The Trigger Effect, which Koepp honed in 12 drafts, weaves themes involving racism in today’s society and what happens when a family feels they need to protect themselves with a gun. Each thematic part of the film paves way for the other. When one of the group is shot it leads to an encounter at an desolate farmhouse that mirrors a near confrontation in a movie theater from the film’s beginning.
Koepp presents the case for why a person buys a gun and then shows the dangers of an armed society. “We live on top, on side, under each other, and we get on each other’s nerves. There’s a ripple effect that we have on everyone around us,” reminds Koepp to a group of journalists.
Accompanying Koepp on the junket are the film’s leads. MacLachlan says that the film’s pacing is thriller-like in that “you don’t really know from moment to moment whether the guy’s going to be able to do what he needs to do.”
Koepp observes about MacLachlan: “There’s a wonderful all-American guy thing on the outside, but you’re suspect of him, there appears to be something swirling underneath.”
Starting with Trigger Effect, and then in the upcoming One Night Stand from Mike Figgis, MacLachlan plays characters that he sums up as “emotional men who have a chance to experience and get fucked with by real life.
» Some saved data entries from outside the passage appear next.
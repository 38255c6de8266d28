//! Protocol engine: the session state machine and send/receive correlation.
//!
//! The engine pairs two finite transition tables, one over outbound
//! `(state, kind)` and one over inbound, with two counting signals:
//! "delivered" (the transport-level acknowledgment) and "processed" (a
//! semantically matching Reply). Auth and Join block on both; chat messages
//! block on delivery only.
//!
//! All state transitions happen on the driver's dispatch task or inside
//! `send` once the transport has accepted the message; the state cell is
//! shared with the datagram transport read-only (see [`StateCell`]).

use std::io;
use std::sync::{Arc, Mutex};

use tokio::sync::{mpsc, Semaphore};
use tokio::task::JoinHandle;
use tokio_util::sync::CancellationToken;
use tracing::{debug, error, info};

use crate::transport::{Transport, TransportEvent};
use crate::types::{
    validate, ChatError, Message, ReplyStatus, SessionState, StateCell, MAX_CONTENT_LEN,
};

/// Notifications surfaced to the caller.
#[derive(Debug)]
pub enum SessionEvent {
    /// The transport is connected.
    Connected,
    /// An inbound chat message or reply, delivered verbatim.
    Message(Message),
}

/// Display name used for outbound ERR frames before any Auth was sent.
const FALLBACK_DISPLAY_NAME: &str = "client";

struct Shared {
    state: StateCell,
    delivered: Semaphore,
    processed: Semaphore,
    /// Display name of the last Auth sent, used when emitting ERR frames.
    display_name: Mutex<String>,
}

/// Caller-side handle: drives sends and graceful shutdown. Cheap to clone.
#[derive(Clone)]
pub struct Session {
    shared: Arc<Shared>,
    outbound: mpsc::Sender<Message>,
    cancel: CancellationToken,
}

/// Engine-side half: consumes transport events, applies receive transitions
/// and funnels fatal conditions into the result of [`SessionDriver::run`].
pub struct SessionDriver {
    shared: Arc<Shared>,
    outbound: mpsc::Sender<Message>,
    events: mpsc::Receiver<TransportEvent>,
    transport: JoinHandle<Result<(), ChatError>>,
    notify: mpsc::UnboundedSender<SessionEvent>,
    cancel: CancellationToken,
}

impl Session {
    /// Binds the engine to a running transport. Returns the caller handle,
    /// the driver to run, and the caller's notification stream.
    pub fn new(
        transport: Transport,
        state: StateCell,
        cancel: CancellationToken,
    ) -> (Session, SessionDriver, mpsc::UnboundedReceiver<SessionEvent>) {
        let shared = Arc::new(Shared {
            state,
            delivered: Semaphore::new(0),
            processed: Semaphore::new(0),
            display_name: Mutex::new(FALLBACK_DISPLAY_NAME.to_string()),
        });
        let (notify_tx, notify_rx) = mpsc::unbounded_channel();

        let session = Session {
            shared: Arc::clone(&shared),
            outbound: transport.outbound.clone(),
            cancel: cancel.clone(),
        };
        let driver = SessionDriver {
            shared,
            outbound: transport.outbound,
            events: transport.events,
            transport: transport.driver,
            notify: notify_tx,
            cancel,
        };
        (session, driver, notify_rx)
    }

    /// Current session state.
    pub fn state(&self) -> SessionState {
        self.shared.state.get()
    }

    /// Validates and transmits one message according to the send transition
    /// table, blocking until its delivery outcome (and, for Auth and Join,
    /// its processing Reply) is resolved.
    pub async fn send(&self, message: Message) -> Result<(), ChatError> {
        validate(&message)?;

        let state = self.shared.state.get();
        let (next_state, wait_processed) = match (state, &message) {
            (SessionState::Start | SessionState::WaitForAuth, Message::Auth { .. }) => {
                (Some(SessionState::Auth), true)
            }
            (SessionState::Open, Message::Join { .. }) => (None, true),
            (SessionState::Open, Message::Msg { .. }) => (None, false),
            (
                SessionState::Auth | SessionState::WaitForAuth | SessionState::Open,
                Message::Bye,
            ) => (Some(SessionState::End), false),
            (state, message) => {
                return Err(ChatError::InvalidInput {
                    state,
                    kind: message.kind(),
                })
            }
        };

        let kind = message.kind();
        let auth_name = match &message {
            Message::Auth { display_name, .. } => Some(display_name.clone()),
            _ => None,
        };

        self.outbound
            .send(message)
            .await
            .map_err(|_| ChatError::Cancelled)?;
        // The transition commits only once the transport has the message; a
        // send refused at the channel leaves the session where it was.
        if let Some(name) = auth_name {
            *self.shared.display_name.lock().expect("name cell poisoned") = name;
        }
        if let Some(next) = next_state {
            self.shared.state.set(next);
        }
        debug!(kind, wait_processed, "message handed to transport");

        self.wait(&self.shared.delivered).await?;
        if wait_processed {
            self.wait(&self.shared.processed).await?;
        }
        if next_state == Some(SessionState::End) {
            // Bye round-trip done; tear the transport down.
            self.cancel.cancel();
        }
        Ok(())
    }

    /// Graceful shutdown: a Bye round-trip when the session is live, then
    /// cancellation either way.
    pub async fn disconnect(&self) -> Result<(), ChatError> {
        let result = match self.shared.state.get() {
            SessionState::Auth | SessionState::WaitForAuth | SessionState::Open => {
                self.send(Message::Bye).await
            }
            SessionState::Start | SessionState::End => Ok(()),
        };
        self.cancel.cancel();
        result
    }

    async fn wait(&self, signal: &Semaphore) -> Result<(), ChatError> {
        // A permit that raced with cancellation still counts as resolved.
        tokio::select! {
            biased;

            permit = signal.acquire() => {
                permit.map_err(|_| ChatError::Cancelled)?.forget();
                Ok(())
            }
            _ = self.cancel.cancelled() => Err(ChatError::Cancelled),
        }
    }
}

impl SessionDriver {
    /// Runs the session until clean end, cancellation or a fatal condition.
    /// Fatal conditions detected on the asynchronous receive path surface
    /// here as the returned error.
    pub async fn run(mut self) -> Result<(), ChatError> {
        let result = self.dispatch().await;
        // Unblocks anything still waiting on a signal and stops the
        // transport driver.
        self.cancel.cancel();
        if let Err(e) = &result {
            error!(error = %e, "session ended with a fatal condition");
        } else {
            info!("session ended");
        }
        result
    }

    async fn dispatch(&mut self) -> Result<(), ChatError> {
        let mut events_open = true;
        loop {
            // Buffered events are drained before the transport's terminal
            // result is consumed, so a final inbound Bye is not shadowed by
            // the teardown of the connection that carried it.
            tokio::select! {
                biased;

                _ = self.cancel.cancelled() => return Ok(()),

                event = self.events.recv(), if events_open => match event {
                    Some(TransportEvent::Connected) => {
                        let _ = self.notify.send(SessionEvent::Connected);
                    }
                    Some(TransportEvent::Delivered) => {
                        self.shared.delivered.add_permits(1);
                    }
                    Some(TransportEvent::Received(message)) => {
                        if let Err(fatal) = self.receive(message) {
                            return self.unwind(fatal).await;
                        }
                        if self.shared.state.get() == SessionState::End {
                            // Clean end: the peer said Bye.
                            return Ok(());
                        }
                    }
                    Some(TransportEvent::Fault(fatal)) => return self.unwind(fatal).await,
                    None => events_open = false,
                },

                finished = &mut self.transport => {
                    let result = flatten(finished);
                    // Teardown noise after a clean end is not a failure.
                    if self.shared.state.get() == SessionState::End {
                        return Ok(());
                    }
                    return result;
                }
            }
        }
    }

    /// Inbound transition table over `(state, kind)`.
    fn receive(&mut self, message: Message) -> Result<(), ChatError> {
        let state = self.shared.state.get();
        debug!(%state, kind = message.kind(), "dispatching inbound message");

        match (state, message) {
            (
                SessionState::Auth,
                reply @ Message::Reply {
                    status: ReplyStatus::Ok,
                    ..
                },
            ) => {
                self.shared.state.set(SessionState::Open);
                self.shared.processed.add_permits(1);
                let _ = self.notify.send(SessionEvent::Message(reply));
                Ok(())
            }
            (SessionState::Auth, reply @ Message::Reply { .. }) => {
                self.shared.state.set(SessionState::WaitForAuth);
                self.shared.processed.add_permits(1);
                let _ = self.notify.send(SessionEvent::Message(reply));
                Ok(())
            }
            (
                SessionState::Auth | SessionState::Open,
                Message::Err {
                    display_name,
                    content,
                },
            ) => {
                self.shared.state.set(SessionState::End);
                Err(ChatError::ServerException {
                    display_name,
                    content,
                })
            }
            (SessionState::Open, msg @ Message::Msg { .. }) => {
                let _ = self.notify.send(SessionEvent::Message(msg));
                Ok(())
            }
            (SessionState::Open, reply @ Message::Reply { .. }) => {
                // A reply nobody consumed yet means nothing is awaited;
                // further ones are spurious and ignored.
                if self.shared.processed.available_permits() != 0 {
                    debug!("spurious reply ignored");
                    return Ok(());
                }
                self.shared.processed.add_permits(1);
                let _ = self.notify.send(SessionEvent::Message(reply));
                Ok(())
            }
            (SessionState::Open, Message::Bye) => {
                self.shared.state.set(SessionState::End);
                Ok(())
            }
            (state, message) => {
                self.shared.state.set(SessionState::End);
                Err(ChatError::InvalidMessageReceived(format!(
                    "unexpected {} in state {state}",
                    message.kind()
                )))
            }
        }
    }

    /// Terminates the session on a fatal condition. For malformed or
    /// unexpected inbound messages an ERR frame naming the violation is
    /// flushed first; a peer-declared error gets no response.
    async fn unwind(&mut self, fatal: ChatError) -> Result<(), ChatError> {
        self.shared.state.set(SessionState::End);

        if matches!(fatal, ChatError::InvalidMessageReceived(_)) {
            let display_name = self
                .shared
                .display_name
                .lock()
                .expect("name cell poisoned")
                .clone();
            let frame = Message::Err {
                display_name,
                content: printable(&fatal.to_string()),
            };
            if self.outbound.send(frame).await.is_ok() {
                self.flush_delivery().await;
            }
        }

        Err(fatal)
    }

    /// Waits until the ERR frame is delivered or the transport gives up
    /// (e.g. retransmissions exhausted).
    async fn flush_delivery(&mut self) {
        loop {
            tokio::select! {
                _ = &mut self.transport => return,
                event = self.events.recv() => match event {
                    Some(TransportEvent::Delivered) => return,
                    Some(_) => continue,
                    None => {
                        let _ = (&mut self.transport).await;
                        return;
                    }
                },
            }
        }
    }
}

fn flatten(finished: Result<Result<(), ChatError>, tokio::task::JoinError>) -> Result<(), ChatError> {
    match finished {
        Ok(result) => result,
        Err(join_error) => Err(ChatError::Io(io::Error::other(join_error))),
    }
}

/// Clamps arbitrary text into a legal ERR frame body.
fn printable(input: &str) -> String {
    input
        .chars()
        .filter(|c| (' '..='~').contains(c))
        .take(MAX_CONTENT_LEN)
        .collect()
}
Here’s a character that can start from a place of some naiveté, some innocence. You get to a place where you make the audience believe that you have been tested,” MacLachlan adds.
When the power failure has not been resolved, nor phones restored, Joe reports rumors of looting and murder. Inspired to get a gun, despite Annie’s protest, Matt and Joe barter Matt’s $600 wristwatch for a $95 pump shotgun.
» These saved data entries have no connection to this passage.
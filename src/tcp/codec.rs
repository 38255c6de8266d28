//! CRLF-terminated text framing for the stream transport.
//!
//! One message per line, keyword-prefixed and space-separated:
//!
//! ```text
//! AUTH <username> AS <displayName> USING <secret>
//! JOIN <channelId> AS <displayName>
//! MSG FROM <displayName> IS <content...>
//! ERR FROM <displayName> IS <content...>
//! REPLY OK|NOK IS <content...>
//! BYE
//! ```
//!
//! Keywords are matched case-insensitively on decode; payload case is
//! preserved.

use bytes::{Buf, BufMut, BytesMut};
use tokio_util::codec::{Decoder, Encoder};

use crate::types::{ChatError, Message, ReplyStatus};

/// Upper bound on one line; anything longer than the largest legal message
/// plus keyword overhead is malformed.
const MAX_LINE: usize = 2048;

#[derive(Debug, Default)]
pub struct LineCodec;

impl Encoder<Message> for LineCodec {
    type Error = ChatError;

    fn encode(&mut self, message: Message, dst: &mut BytesMut) -> Result<(), ChatError> {
        let line = match message {
            Message::Auth {
                username,
                display_name,
                secret,
            } => format!("AUTH {username} AS {display_name} USING {secret}"),
            Message::Join {
                channel_id,
                display_name,
            } => format!("JOIN {channel_id} AS {display_name}"),
            Message::Msg {
                display_name,
                content,
            } => format!("MSG FROM {display_name} IS {content}"),
            Message::Err {
                display_name,
                content,
            } => format!("ERR FROM {display_name} IS {content}"),
            Message::Reply { status, content } => {
                let status = match status {
                    ReplyStatus::Ok => "OK",
                    ReplyStatus::Nok => "NOK",
                };
                format!("REPLY {status} IS {content}")
            }
            Message::Bye => "BYE".to_string(),
        };

        dst.reserve(line.len() + 2);
        dst.put_slice(line.as_bytes());
        dst.put_slice(b"\r\n");
        Ok(())
    }
}

impl Decoder for LineCodec {
    type Item = Message;
    type Error = ChatError;

    fn decode(&mut self, src: &mut BytesMut) -> Result<Option<Message>, ChatError> {
        let Some(end) = src.windows(2).position(|w| w == b"\r\n") else {
            if src.len() > MAX_LINE {
                return Err(ChatError::InvalidMessageReceived(
                    "line exceeds maximum length".into(),
                ));
            }
            return Ok(None);
        };

        let line = src.split_to(end);
        src.advance(2);

        let line = std::str::from_utf8(&line).map_err(|_| {
            ChatError::InvalidMessageReceived("line is not valid ASCII text".into())
        })?;
        parse_line(line).map(Some)
    }
}

fn parse_line(line: &str) -> Result<Message, ChatError> {
    let parts: Vec<&str> = line.split(' ').collect();
    let upper: Vec<String> = parts.iter().map(|p| p.to_ascii_uppercase()).collect();
    let keyword = upper.first().map(String::as_str).unwrap_or("");

    let message = match keyword {
        "AUTH" if parts.len() == 6 && upper[2] == "AS" && upper[4] == "USING" => Message::Auth {
            username: parts[1].to_string(),
            display_name: parts[3].to_string(),
            secret: parts[5].to_string(),
        },
        "JOIN" if parts.len() == 4 && upper[2] == "AS" => Message::Join {
            channel_id: parts[1].to_string(),
            display_name: parts[3].to_string(),
        },
        "MSG" if parts.len() >= 4 && upper[1] == "FROM" && upper[3] == "IS" => Message::Msg {
            display_name: parts[2].to_string(),
            content: parts[4..].join(" "),
        },
        "ERR" if parts.len() >= 4 && upper[1] == "FROM" && upper[3] == "IS" => Message::Err {
            display_name: parts[2].to_string(),
            content: parts[4..].join(" "),
        },
        "REPLY" if parts.len() >= 3 && upper[2] == "IS" => {
            let status = match upper[1].as_str() {
                "OK" => ReplyStatus::Ok,
                "NOK" => ReplyStatus::Nok,
                other => {
                    return Err(ChatError::InvalidMessageReceived(format!(
                        "unknown reply status: {other}"
                    )))
                }
            };
            Message::Reply {
                status,
                content: parts[3..].join(" "),
            }
        }
        "BYE" if parts.len() == 1 => Message::Bye,
        _ => {
            return Err(ChatError::InvalidMessageReceived(format!(
                "unrecognized line: {line}"
            )))
        }
    };

    Ok(message)
}

#[cfg(test)]
mod tests {
    use super::*;

    fn encode(message: Message) -> String {
        let mut codec = LineCodec;
        let mut buf = BytesMut::new();
        codec.encode(message, &mut buf).expect("encode");
        String::from_utf8(buf.to_vec()).expect("ascii")
    }

    fn decode(line: &str) -> Result<Option<Message>, ChatError> {
        let mut codec = LineCodec;
        let mut buf = BytesMut::from(line);
        codec.decode(&mut buf)
    }

    #[test]
    fn encodes_grammar_lines() {
        let auth = Message::Auth {
            username: "pepa".into(),
            display_name: "Pepa".into(),
            secret: "s3cret".into(),
        };
        assert_eq!(encode(auth), "AUTH pepa AS Pepa USING s3cret\r\n");

        let msg = Message::Msg {
            display_name: "bob".into(),
            content: "hello there".into(),
        };
        assert_eq!(encode(msg), "MSG FROM bob IS hello there\r\n");

        assert_eq!(encode(Message::Bye), "BYE\r\n");
    }

    #[test]
    fn round_trips_every_kind() {
        let messages = [
            Message::Auth {
                username: "pepa".into(),
                display_name: "Pepa_z_Brna".into(),
                secret: "1234-5678".into(),
            },
            Message::Join {
                channel_id: "general".into(),
                display_name: "Pepa".into(),
            },
            Message::Msg {
                display_name: "bob".into(),
                content: "hi with  double space".into(),
            },
            Message::Err {
                display_name: "server".into(),
                content: "boom".into(),
            },
            Message::Reply {
                status: ReplyStatus::Nok,
                content: "bad secret".into(),
            },
            Message::Bye,
        ];

        for message in messages {
            let line = encode(message.clone());
            let decoded = decode(&line).expect("decode").expect("complete frame");
            assert_eq!(decoded, message);
        }
    }

    #[test]
    fn keywords_are_case_insensitive_payload_is_not() {
        let decoded = decode("msg from Bob is Hello\r\n")
            .expect("decode")
            .expect("frame");
        assert_eq!(
            decoded,
            Message::Msg {
                display_name: "Bob".into(),
                content: "Hello".into(),
            }
        );
    }

    #[test]
    fn empty_content_is_accepted() {
        let decoded = decode("MSG FROM bob IS\r\n").expect("decode").expect("frame");
        assert_eq!(
            decoded,
            Message::Msg {
                display_name: "bob".into(),
                content: String::new(),
            }
        );
    }

    #[test]
    fn partial_line_yields_none() {
        assert!(decode("MSG FROM bob IS hi").expect("decode").is_none());
        // CR alone is not a terminator.
        assert!(decode("BYE\r").expect("decode").is_none());
    }

    #[test]
    fn unrecognized_lines_are_rejected() {
        for line in [
            "HELLO there\r\n",
            "AUTH pepa USING s3cret\r\n",
            "REPLY MAYBE IS hmm\r\n",
            "BYE now\r\n",
            "\r\n",
        ] {
            let err = decode(line).expect_err("should reject");
            assert!(matches!(err, ChatError::InvalidMessageReceived(_)));
        }
    }

    #[test]
    fn consumes_bad_line_and_continues() {
        let mut codec = LineCodec;
        let mut buf = BytesMut::from("GARBAGE\r\nBYE\r\n");
        assert!(codec.decode(&mut buf).is_err());
        let next = codec.decode(&mut buf).expect("decode").expect("frame");
        assert_eq!(next, Message::Bye);
    }
}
Joe feel the desire to have what Matt has. Polaroid pictures of Matt and Annie on a cabinet door end up in his wallet. At one point Joe can be heard aping the line from a Talking Heads song, “This is not my beautiful wife.”
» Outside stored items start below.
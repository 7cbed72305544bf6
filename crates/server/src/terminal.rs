//! Terminal reclaim watcher.
//!
//! While the remote driver owns the assistant, any keypress on the local
//! terminal hands control back. Stdin is polled on a blocking thread with a
//! short timeout so cancellation is noticed promptly and the thread is gone
//! before the next driver touches the terminal.

use tokio_util::sync::CancellationToken;
use tracing::debug;

#[cfg(unix)]
const POLL_INTERVAL_MS: i32 = 50;

/// Resolves `true` on a keypress, `false` once `cancel` fires.
/// Never fires for a non-interactive stdin.
pub async fn wait_for_keypress(cancel: CancellationToken) -> bool {
    #[cfg(unix)]
    {
        if unsafe { libc::isatty(libc::STDIN_FILENO) } != 1 {
            cancel.cancelled().await;
            return false;
        }
        watch_fd(libc::STDIN_FILENO, cancel, true).await
    }
    #[cfg(not(unix))]
    {
        cancel.cancelled().await;
        false
    }
}

#[cfg(unix)]
async fn watch_fd(fd: libc::c_int, cancel: CancellationToken, raw: bool) -> bool {
    let pressed = tokio::task::spawn_blocking(move || {
        let _mode = if raw { RawInput::enable(fd) } else { None };
        while !cancel.is_cancelled() {
            if poll_readable(fd, POLL_INTERVAL_MS) {
                drain(fd);
                return true;
            }
        }
        false
    })
    .await
    .unwrap_or(false);

    if pressed {
        debug!(
            component = "terminal",
            event = "terminal.reclaimed",
            "Local keypress reclaimed the terminal"
        );
    }
    pressed
}

#[cfg(unix)]
fn poll_readable(fd: libc::c_int, timeout_ms: i32) -> bool {
    let mut fds = libc::pollfd {
        fd,
        events: libc::POLLIN,
        revents: 0,
    };
    let result = unsafe { libc::poll(&mut fds, 1, timeout_ms) };
    result > 0 && (fds.revents & libc::POLLIN) != 0
}

#[cfg(unix)]
fn drain(fd: libc::c_int) {
    let mut buffer = [0u8; 256];
    loop {
        let read_len = unsafe { libc::read(fd, buffer.as_mut_ptr() as *mut _, buffer.len()) };
        if read_len <= 0 || (read_len as usize) < buffer.len() || !poll_readable(fd, 0) {
            break;
        }
    }
}

/// Non-canonical, no-echo input for the lifetime of the guard, so a single
/// key is readable without Enter.
#[cfg(unix)]
struct RawInput {
    fd: libc::c_int,
    original: libc::termios,
}

#[cfg(unix)]
impl RawInput {
    fn enable(fd: libc::c_int) -> Option<Self> {
        let mut termios = unsafe { std::mem::zeroed::<libc::termios>() };
        if unsafe { libc::tcgetattr(fd, &mut termios) } != 0 {
            return None;
        }
        let original = termios;
        termios.c_lflag &= !(libc::ICANON | libc::ECHO);
        termios.c_cc[libc::VMIN] = 1;
        termios.c_cc[libc::VTIME] = 0;
        if unsafe { libc::tcsetattr(fd, libc::TCSANOW, &termios) } != 0 {
            return None;
        }
        Some(Self { fd, original })
    }
}

#[cfg(unix)]
impl Drop for RawInput {
    fn drop(&mut self) {
        unsafe {
            libc::tcsetattr(self.fd, libc::TCSANOW, &self.original);
        }
    }
}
Dermot Mulroney notes, “Levels of education, or personal achievement, mistrust between black and white that’s inexplicable, but very realistic,” are issues he feels delicately addressed by The Trigger Effect.
Even though Matt buys the gun, he has Joe buy it for him explaining that it comes more natural for Joe since he works closer to that strata of society. This leads to deeper resentment between the two men. At one point, new-gun owner Matt points the shotgun at Joe and squeezes the trigger.
“We had an interesting debate on that on the set,” says Koepp about the decision to shoot the scene where Matt aims at Joe.. “Two for, two against; it’s the kind of passive aggressive thing his character would do. A lot or resentment, envy of Joe’s natural man life style.”
Annie drifts back and forth in feelings for the two as if trying to reclaim her invented dangerous past. “A woman who has a baby, who lives in suburbia, is married; is just as complex, and has just as many desires, needs and pain, as somebody who lives on the street,” says Shue.
The film graphically gets bare, going from crowded suburbia to flat, lonely highway with a nuclear power plant in the distant landscape. (Production used the inactive Rancho Seco nuke plant near Sacramento.) Koepp grinds out tension by having the character’s deal with every pin drop like it’s an unknown entity and focusing on their repressed resentments towards each other. In this way The Trigger Effect feels like a 90-minute Twilight Zone, with at least one ref to The Monsters are Due on Maple Street. In the manner in which that televised episode examined The Red Scare, Trigger Effect does a take on technological dependence.
Koepp maintains that the writer-director relation he’s shared with Spielberg and De Palma as a for hire writer is lost to a more idiosyncratic vision for the writer/helmer.
“There’s less imput, coming from one brain,” says Koepp. “Making all those decisions by yourself can be a drag, you end up having long shouting matches with yourself.